Pop Art appeared in Britain and America about the year 1960. It was called so because it took inspiration from popular urban culture: comics, advertising, etc. Pop was the reaction against the gloomy post-war art. British Pop artists were fascinated by American consumer culture. At the same time Britain and America saw the development of abstract painting. One of the famous artists of this movement is David Hockney. He is famous for his series-paintings of pools and people around them.

In the last two decades art has generally become more pluralistic. Artists explore a wide range of materials and themes, for example Lucian Freud who created a series of life-size nude studies as well as small pieces.

Many young artists try to find their own methods of making art.
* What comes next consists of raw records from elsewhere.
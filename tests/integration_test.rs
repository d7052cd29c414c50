//! End-to-end scenario: collect, forecast, evaluate against ground truth

use assert_approx_eq::assert_approx_eq;
use chrono::{DateTime, Duration, TimeZone, Utc};
use cpu_forecast::forecaster::ForecasterSettings;
use cpu_forecast::store::{TimeSeriesStore, ACTUALS_COLUMN, FORECAST_COLUMN};
use cpu_forecast::{
    Evaluator, ForecastClient, Forecaster, ModelMetrics, Result, Sample, SaveMode, ScalerFit,
};
use tempfile::tempdir;

fn base() -> DateTime<Utc> {
    Utc.with_ymd_and_hms(2024, 1, 1, 0, 0, 0).unwrap()
}

fn minute(t: i64) -> DateTime<Utc> {
    base() + Duration::minutes(t)
}

/// Stands in for the model endpoint: predicts that the next hour repeats
/// the input window.
struct RepeatWindowClient;

impl ForecastClient for RepeatWindowClient {
    fn predict(&self, window: &[f64]) -> Result<Vec<f64>> {
        Ok(window.to_vec())
    }
}

#[test]
fn test_collect_forecast_evaluate_round_trip() {
    let dir = tempdir().unwrap();
    let actuals_path = dir.path().join("metrics.csv");
    let forecast_path = dir.path().join("predictions.csv");

    // One collected sample per minute for the first hour, values sin(t)
    let mut actuals = TimeSeriesStore::open(&actuals_path, ACTUALS_COLUMN).unwrap();
    for t in 1..=60i64 {
        actuals
            .append(Sample::new(minute(t), (t as f64).sin()))
            .unwrap();
    }

    // The forecaster now has a full window and produces a 60-minute horizon
    let forecast_store = TimeSeriesStore::open(&forecast_path, FORECAST_COLUMN).unwrap();
    let mut forecaster = Forecaster::new(
        &actuals_path,
        forecast_store,
        RepeatWindowClient,
        ForecasterSettings {
            window_len: 60,
            horizon: 60,
            scaler_fit: ScalerFit::History,
            save_mode: SaveMode::Merge,
        },
    );
    assert!(forecaster.tick().unwrap());

    let horizon = forecaster.store().series();
    assert_eq!(horizon.len(), 60);
    assert_eq!(horizon.samples()[0].timestamp, minute(61));
    assert_eq!(horizon.last().unwrap().timestamp, minute(120));

    // Five more actual ticks arrive
    for t in 61..=65i64 {
        actuals
            .append(Sample::new(minute(t), (t as f64).sin()))
            .unwrap();
    }

    let metrics = ModelMetrics::new().unwrap();
    let evaluator = Evaluator::new(
        &actuals_path,
        &forecast_path,
        Duration::minutes(60),
        metrics.clone(),
    );
    let report = evaluator.tick().unwrap();

    // Only minutes 61..=65 exist in both stores
    assert_eq!(report.aligned, 5);

    // Reference metrics computed directly from the five pairs: the forecast
    // for minute 60+i is the window value sin(i)
    let actual: Vec<f64> = (61..=65).map(|t| (t as f64).sin()).collect();
    let predicted: Vec<f64> = (1..=5).map(|t| (t as f64).sin()).collect();

    let n = actual.len() as f64;
    let mean = actual.iter().sum::<f64>() / n;
    let ss_res: f64 = actual
        .iter()
        .zip(predicted.iter())
        .map(|(a, p)| (a - p).powi(2))
        .sum();
    let ss_tot: f64 = actual.iter().map(|a| (a - mean).powi(2)).sum();

    assert_approx_eq!(report.mse, ss_res / n, 1e-9);
    assert_approx_eq!(report.rmse, (ss_res / n).sqrt(), 1e-9);
    assert_approx_eq!(report.r2, 1.0 - ss_res / ss_tot, 1e-9);

    // Latest aligned pair: actual sin(65) against forecast sin(5)
    assert_approx_eq!(report.actual, 65.0_f64.sin(), 1e-9);
    assert_approx_eq!(report.predicted, 5.0_f64.sin(), 1e-9);

    // And the gauges are exposed for scraping
    let exposition = metrics.encode();
    for gauge in [
        "model_r2_score",
        "model_rmse",
        "model_mse",
        "predicted_value",
        "actual_value",
    ] {
        assert!(exposition.contains(gauge), "missing gauge {gauge}");
    }
}

#[test]
fn test_forecast_store_survives_restart_between_components() {
    let dir = tempdir().unwrap();
    let actuals_path = dir.path().join("metrics.csv");
    let forecast_path = dir.path().join("predictions.csv");

    let mut actuals = TimeSeriesStore::open(&actuals_path, ACTUALS_COLUMN).unwrap();
    for t in 1..=10i64 {
        actuals.append(Sample::new(minute(t), t as f64)).unwrap();
    }

    {
        let forecast_store = TimeSeriesStore::open(&forecast_path, FORECAST_COLUMN).unwrap();
        let mut forecaster = Forecaster::new(
            &actuals_path,
            forecast_store,
            RepeatWindowClient,
            ForecasterSettings {
                window_len: 10,
                horizon: 10,
                scaler_fit: ScalerFit::Window,
                save_mode: SaveMode::Merge,
            },
        );
        assert!(forecaster.tick().unwrap());
    }

    // A fresh process sees the same horizon
    let reopened = TimeSeriesStore::open(&forecast_path, FORECAST_COLUMN).unwrap();
    assert_eq!(reopened.len(), 10);
    assert_eq!(reopened.latest_timestamp(), Some(minute(20)));
    assert_eq!(reopened.series().values(), (1..=10).map(|t| t as f64).collect::<Vec<_>>());
}
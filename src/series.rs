//! In-memory time series with minute resampling and forward-fill

use chrono::{DateTime, Duration, TimeZone, Utc};
use std::collections::BTreeMap;

/// A single observation: a UTC timestamp and a finite value.
#[derive(Debug, Clone, Copy, PartialEq)]
pub struct Sample {
    pub timestamp: DateTime<Utc>,
    pub value: f64,
}

impl Sample {
    pub fn new(timestamp: DateTime<Utc>, value: f64) -> Self {
        Self { timestamp, value }
    }
}

/// An ordered sequence of samples with unique timestamps.
///
/// Construction sorts by timestamp and keeps the latest value for any
/// duplicated timestamp, so a series built from raw appends always satisfies
/// the store ordering invariant.
#[derive(Debug, Clone, Default)]
pub struct TimeSeries {
    samples: Vec<Sample>,
}

impl TimeSeries {
    pub fn new(samples: Vec<Sample>) -> Self {
        let mut map = BTreeMap::new();
        for sample in samples {
            map.insert(sample.timestamp, sample.value);
        }
        Self {
            samples: map
                .into_iter()
                .map(|(timestamp, value)| Sample { timestamp, value })
                .collect(),
        }
    }

    pub fn len(&self) -> usize {
        self.samples.len()
    }

    pub fn is_empty(&self) -> bool {
        self.samples.is_empty()
    }

    pub fn samples(&self) -> &[Sample] {
        &self.samples
    }

    pub fn last(&self) -> Option<&Sample> {
        self.samples.last()
    }

    pub fn values(&self) -> Vec<f64> {
        self.samples.iter().map(|s| s.value).collect()
    }

    pub fn timestamps(&self) -> Vec<DateTime<Utc>> {
        self.samples.iter().map(|s| s.timestamp).collect()
    }

    /// Re-grid onto fixed-width buckets of `interval`.
    ///
    /// Each bucket carries the mean of its contained samples; interior gaps
    /// are filled by carrying the last known value forward. Nothing is ever
    /// produced before the first observed bucket and nothing is extrapolated
    /// past the last one.
    pub fn resample(&self, interval: Duration) -> TimeSeries {
        if self.samples.is_empty() {
            return TimeSeries::default();
        }
        let bucket_secs = interval.num_seconds().max(1);

        let mut buckets: BTreeMap<i64, (f64, u32)> = BTreeMap::new();
        for sample in &self.samples {
            let bucket = sample.timestamp.timestamp().div_euclid(bucket_secs) * bucket_secs;
            let entry = buckets.entry(bucket).or_insert((0.0, 0));
            entry.0 += sample.value;
            entry.1 += 1;
        }

        let first = match buckets.keys().next() {
            Some(&t) => t,
            None => return TimeSeries::default(),
        };
        let last = match buckets.keys().next_back() {
            Some(&t) => t,
            None => return TimeSeries::default(),
        };

        let mut resampled = Vec::with_capacity(((last - first) / bucket_secs + 1) as usize);
        let mut carried: Option<f64> = None;
        let mut t = first;
        while t <= last {
            let value = match buckets.get(&t) {
                Some(&(sum, count)) => {
                    let mean = sum / f64::from(count);
                    carried = Some(mean);
                    mean
                }
                None => match carried {
                    Some(previous) => previous,
                    None => {
                        t += bucket_secs;
                        continue;
                    }
                },
            };
            if let Some(timestamp) = Utc.timestamp_opt(t, 0).single() {
                resampled.push(Sample { timestamp, value });
            }
            t += bucket_secs;
        }

        TimeSeries { samples: resampled }
    }

    /// Samples with `after < timestamp <= upto`, the evaluator's trailing
    /// window bound.
    pub fn window_between(&self, after: DateTime<Utc>, upto: DateTime<Utc>) -> TimeSeries {
        TimeSeries {
            samples: self
                .samples
                .iter()
                .filter(|s| s.timestamp > after && s.timestamp <= upto)
                .copied()
                .collect(),
        }
    }
}
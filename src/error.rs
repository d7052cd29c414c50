//! Error types for the cpu_forecast crate

use thiserror::Error;

/// Custom error types for the cpu_forecast crate
#[derive(Debug, Error)]
pub enum PipelineError {
    /// The metrics source query failed or timed out
    #[error("metrics source unavailable: {0}")]
    SourceUnavailable(String),

    /// Fewer samples than a full input window; expected during warm-up
    #[error("insufficient data: need {required} samples, have {available}")]
    InsufficientData { required: usize, available: usize },

    /// The prediction call failed or returned a malformed response
    #[error("prediction endpoint error: {0}")]
    Endpoint(String),

    /// No comparable actual/forecast pair in the evaluation window
    #[error("insufficient overlap: {0}")]
    InsufficientOverlap(String),

    /// Store read or write failure
    #[error("persistence error: {0}")]
    Persistence(String),

    /// Non-finite sample value or degenerate numeric input
    #[error("invalid value: {0}")]
    InvalidValue(String),
}

/// Result type with our custom error
pub type Result<T> = std::result::Result<T, PipelineError>;

impl From<std::io::Error> for PipelineError {
    fn from(err: std::io::Error) -> Self {
        PipelineError::Persistence(err.to_string())
    }
}

impl From<csv::Error> for PipelineError {
    fn from(err: csv::Error) -> Self {
        PipelineError::Persistence(err.to_string())
    }
}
They use photography, sometimes combinations with other materials, such as fabrics and metal.

Exercise 14. Answer the questions:

  1. What do you know about the Tate Gallery?

  2. What are the most famous British painters and sculptors?

  3. What is Cubism?

  4. What is Fauvism?

  5. What can you say about Surrealism and Abstractionism?

  6. Who was the dominant figure of European painting after the Second World War?

  7. What is Pop Art? Why is it called so?

  8. What is typical of Lucian Freud?

  9. How do young British artists try to express themselves nowadays?

Exercise 15. Fill in the table using the information from the text. Do it in writing in your copy-books:

Art

style

The time of

appearance

Invention by

British

representatives

Characteristic

features

Pictures

Exercise 16. Retell the text according to the plan:

1. London art museums.

2. Tate Gallery.

3. British painters and sculptors represented in this Gallery.

4. Art styles of the 20th century which influenced Western Art:

a). Cubism; b). Fauvism; c). Surrealism;

d). Abstractionism; e). Pop-art;

5. Post-war British art and its peculiarities.

6. Young British artists.

Exercise 17. Be ready to speak on the local art museum named after Shovkunenko according to the plan :

1. Formation of the museum.

2. The building the museum is in at present.

3. The number of rooms exposition is arranged in.

4. The kinds of painting represented in the museum.

5. Painters whose pictures can be seen in the museum.

6. Exhibitions and shows arranged at the museum.

7. Your first visit to the museum.

8. Your favorite painters and pictures.